> What is needed
Search the data for lines holding the word "over". State how many there are, and nothing else.

> Supplied records
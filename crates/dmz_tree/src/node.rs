//! Base types for the attributed tree shape.

/// Element name used for every structural node
pub const TREE_ITEM: &str = "TreeItem";

/// Element name used for attribute records
pub const ATTRIBUTE: &str = "Attribute";

/// `Type` used by scalar attributes
pub const PRIMITIVE: &str = "Primitive";

/// An `<Attribute>` record attached to a [`TreeNode`]
///
/// Records carry a name, a declared `Type`, a declared `ValueType` and the value as a string.
/// Complex attributes may nest further nodes.
#[derive(Debug, Clone, Default, PartialEq, Eq)]
pub struct Attribute {
    /// The `Name` of the attribute
    pub name: String,

    /// The declared `Type`, usually [`PRIMITIVE`]
    pub kind: String,

    /// The declared `ValueType`, e.g. `String`, `Int32` or `Boolean`
    pub value_type: String,

    /// The raw `Value`
    pub value: String,

    /// Nodes nested inside the attribute element
    pub children: Vec<TreeNode>,
}

impl Attribute {
    pub fn new(
        name: impl Into<String>,
        kind: impl Into<String>,
        value_type: impl Into<String>,
        value: impl Into<String>,
    ) -> Self {
        Self {
            name: name.into(),
            kind: kind.into(),
            value_type: value_type.into(),
            value: value.into(),
            children: Vec::new(),
        }
    }

    /// Creates a scalar attribute with the [`PRIMITIVE`] type
    pub fn primitive(
        name: impl Into<String>,
        value_type: impl Into<String>,
        value: impl ToString,
    ) -> Self {
        Self::new(name, PRIMITIVE, value_type, value.to_string())
    }

    /// Whether this attribute is called `name`, ignoring ASCII case
    pub fn is(&self, name: &str) -> bool {
        self.name.eq_ignore_ascii_case(name)
    }
}

/// A node of the generic tree
///
/// Every XML file inside a project archive is a tree of these. The `Name` property identifies
/// what the node is (`TimecodeShow`, `Branch`, `SceneList`, ...), the [`Attribute`] records hold
/// its data and `children` holds nested nodes.
#[derive(Debug, Clone, Default, PartialEq, Eq)]
pub struct TreeNode {
    /// The element name, [`TREE_ITEM`] in practice
    pub tag: String,

    /// XML attributes of the element itself, in document order
    pub properties: Vec<(String, String)>,

    /// Attribute records, in document order
    pub attributes: Vec<Attribute>,

    /// Nested nodes, in document order
    pub children: Vec<TreeNode>,
}

impl TreeNode {
    pub fn new(tag: impl Into<String>) -> Self {
        Self {
            tag: tag.into(),
            ..Default::default()
        }
    }

    /// Creates a [`TREE_ITEM`] node with the given `Name`
    pub fn item(name: impl Into<String>) -> Self {
        Self {
            tag: TREE_ITEM.into(),
            properties: vec![("Name".into(), name.into())],
            ..Default::default()
        }
    }

    pub fn with_attribute(mut self, attribute: Attribute) -> Self {
        self.attributes.push(attribute);
        self
    }

    pub fn with_child(mut self, child: TreeNode) -> Self {
        self.children.push(child);
        self
    }

    /// The `Name` property, empty if the element has none
    pub fn name(&self) -> &str {
        self.property("Name").unwrap_or_default()
    }

    /// Whether this is a [`TREE_ITEM`] called `name`, ignoring ASCII case
    ///
    /// Other elements, such as an `Attribute` nested in another attribute, never match.
    pub fn is(&self, name: &str) -> bool {
        self.tag == TREE_ITEM && self.name().eq_ignore_ascii_case(name)
    }

    pub fn property(&self, key: &str) -> Option<&str> {
        self.properties
            .iter()
            .find(|(k, _)| k == key)
            .map(|(_, v)| v.as_str())
    }

    /// Direct attribute record by name
    pub fn attribute(&self, name: &str) -> Option<&Attribute> {
        self.attributes.iter().find(|a| a.is(name))
    }

    pub fn attribute_mut(&mut self, name: &str) -> Option<&mut Attribute> {
        self.attributes.iter_mut().find(|a| a.is(name))
    }

    /// Reads the value of the attribute called `name`
    ///
    /// A direct attribute always wins, even over a nested attribute of the same name. Only when
    /// the node has no direct match are its descendants searched, in document order.
    pub fn attribute_value(&self, name: &str) -> Option<&str> {
        if let Some(direct) = self.attribute(name) {
            return Some(&direct.value);
        }

        self.descendants()
            .find_map(|node| node.attribute(name))
            .map(|a| a.value.as_str())
    }

    /// Rewrites the value of a direct attribute, returning whether one was found
    pub fn set_attribute_value(&mut self, name: &str, value: impl ToString) -> bool {
        match self.attribute_mut(name) {
            Some(attribute) => {
                attribute.value = value.to_string();
                true
            }
            None => false,
        }
    }

    /// Iterates all nodes below this one, depth first in document order
    pub fn descendants(&self) -> Descendants<'_> {
        Descendants::new(self)
    }

    /// Iterates this node and its descendants that are called `name`
    pub fn find_nodes<'a>(&'a self, name: &'a str) -> impl Iterator<Item = &'a TreeNode> + 'a {
        std::iter::once(self)
            .chain(self.descendants())
            .filter(move |node| node.is(name))
    }

    pub fn find_node(&self, name: &str) -> Option<&TreeNode> {
        std::iter::once(self)
            .chain(self.descendants())
            .find(|node| node.is(name))
    }

    pub fn find_node_mut(&mut self, name: &str) -> Option<&mut TreeNode> {
        self.find_node_mut_by(&|node: &TreeNode| node.is(name))
    }

    /// First node, this one included, matching `predicate` in document order
    pub fn find_node_mut_by<F>(&mut self, predicate: &F) -> Option<&mut TreeNode>
    where
        F: Fn(&TreeNode) -> bool,
    {
        if predicate(&*self) {
            return Some(self);
        }

        for attribute in &mut self.attributes {
            for child in &mut attribute.children {
                if let Some(found) = child.find_node_mut_by(predicate) {
                    return Some(found);
                }
            }
        }

        for child in &mut self.children {
            if let Some(found) = child.find_node_mut_by(predicate) {
                return Some(found);
            }
        }

        None
    }

    /// Direct children called `name`
    pub fn children_named<'a>(&'a self, name: &'a str) -> impl Iterator<Item = &'a TreeNode> + 'a {
        self.children.iter().filter(move |node| node.is(name))
    }

    pub fn push_child(&mut self, child: TreeNode) {
        self.children.push(child);
    }

    /// Removes every descendant called `name`, returning how many were removed
    pub fn remove_nodes(&mut self, name: &str) -> usize {
        let before = self.children.len();
        self.children.retain(|child| !child.is(name));

        let mut removed = before - self.children.len();
        for child in &mut self.children {
            removed += child.remove_nodes(name);
        }

        removed
    }
}

/// Depth first iterator over the descendants of a [`TreeNode`]
///
/// Nodes nested in attribute records are visited before the regular children, matching the
/// order they are written in.
pub struct Descendants<'a> {
    stack: Vec<&'a TreeNode>,
}

impl<'a> Descendants<'a> {
    fn new(node: &'a TreeNode) -> Self {
        let mut descendants = Self { stack: Vec::new() };
        descendants.push_children(node);
        descendants
    }

    fn push_children(&mut self, node: &'a TreeNode) {
        self.stack.extend(node.children.iter().rev());
        self.stack.extend(
            node.attributes
                .iter()
                .rev()
                .flat_map(|attribute| attribute.children.iter().rev()),
        );
    }
}

impl<'a> Iterator for Descendants<'a> {
    type Item = &'a TreeNode;

    fn next(&mut self) -> Option<Self::Item> {
        let node = self.stack.pop()?;
        self.push_children(node);
        Some(node)
    }
}

/// A parsed XML file
#[derive(Debug, Clone, PartialEq, Eq)]
pub struct Document {
    pub root: TreeNode,
}

impl Document {
    pub fn new(root: TreeNode) -> Self {
        Self { root }
    }

    /// Nodes called `name` anywhere in the document, the root included
    pub fn find_nodes<'a>(&'a self, name: &'a str) -> impl Iterator<Item = &'a TreeNode> + 'a {
        self.root.find_nodes(name)
    }

    pub fn find_node(&self, name: &str) -> Option<&TreeNode> {
        self.root.find_node(name)
    }

    pub fn find_node_mut(&mut self, name: &str) -> Option<&mut TreeNode> {
        self.root.find_node_mut(name)
    }
}

#[cfg(test)]
mod test {
    use pretty_assertions::assert_eq;

    use super::{Attribute, TreeNode, ATTRIBUTE};

    fn show() -> TreeNode {
        TreeNode::item("TimecodeShow")
            .with_attribute(Attribute::primitive("ID", "String", "direct"))
            .with_child(
                TreeNode::item("Tracks").with_child(
                    TreeNode::item("SoundFile")
                        .with_attribute(Attribute::primitive("ID", "String", "nested"))
                        .with_attribute(Attribute::primitive("SoundFileName", "String", "a.mp3")),
                ),
            )
    }

    #[test]
    fn direct_attribute_shadows_nested() {
        assert_eq!(show().attribute_value("ID"), Some("direct"));
    }

    #[test]
    fn nested_attribute_used_without_direct() {
        let node = show();
        assert_eq!(node.attribute_value("SoundFileName"), Some("a.mp3"));
        assert_eq!(node.attribute_value("soundfilename"), Some("a.mp3"));
        assert_eq!(node.attribute_value("Missing"), None);
    }

    #[test]
    fn empty_direct_attribute_still_shadows() {
        let mut node = show();
        node.set_attribute_value("ID", "");
        assert_eq!(node.attribute_value("ID"), Some(""));
    }

    #[test]
    fn find_nodes_in_document_order() {
        let root = TreeNode::item("Root")
            .with_child(TreeNode::item("A").with_child(TreeNode::item("Leaf").with_attribute(
                Attribute::primitive("Number", "Int32", 1),
            )))
            .with_child(TreeNode::item("Leaf").with_attribute(Attribute::primitive(
                "Number", "Int32", 2,
            )));

        let numbers = root
            .find_nodes("leaf")
            .filter_map(|n| n.attribute_value("Number"))
            .collect::<Vec<_>>();
        assert_eq!(numbers, vec!["1", "2"]);
        assert_eq!(root.find_nodes("Root").count(), 1);
    }

    #[test]
    fn descendants_visit_attribute_children_first() {
        let mut complex = Attribute::new("Complex", "Complex", "Object", "");
        complex.children.push(TreeNode::item("Inner"));
        let root = TreeNode::item("Root")
            .with_attribute(complex)
            .with_child(TreeNode::item("Outer"));

        let names = root.descendants().map(|n| n.name()).collect::<Vec<_>>();
        assert_eq!(names, vec!["Inner", "Outer"]);
    }

    #[test]
    fn find_node_mut_and_remove() {
        let mut root = TreeNode::item("Root")
            .with_child(TreeNode::item("Resources").with_child(TreeNode::item("a.mp3")))
            .with_child(TreeNode::item("a.mp3"));

        root.find_node_mut("Resources")
            .expect("section exists")
            .push_child(TreeNode::item("b.mp3"));

        assert_eq!(root.remove_nodes("A.MP3"), 2);
        assert_eq!(root.find_nodes("b.mp3").count(), 1);
        assert_eq!(root.children.len(), 1);
    }

    #[test]
    fn only_tree_items_match_names() {
        let mut stray = TreeNode::new(ATTRIBUTE);
        stray.properties.push(("Name".into(), "SceneList".into()));
        let root = TreeNode::item("Root")
            .with_child(stray)
            .with_child(TreeNode::item("SceneList"));

        assert!(!root.children[0].is("SceneList"));
        assert_eq!(root.find_nodes("SceneList").count(), 1);
        assert_eq!(root.children_named("SceneList").count(), 1);
    }
}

> Output of the exercise
2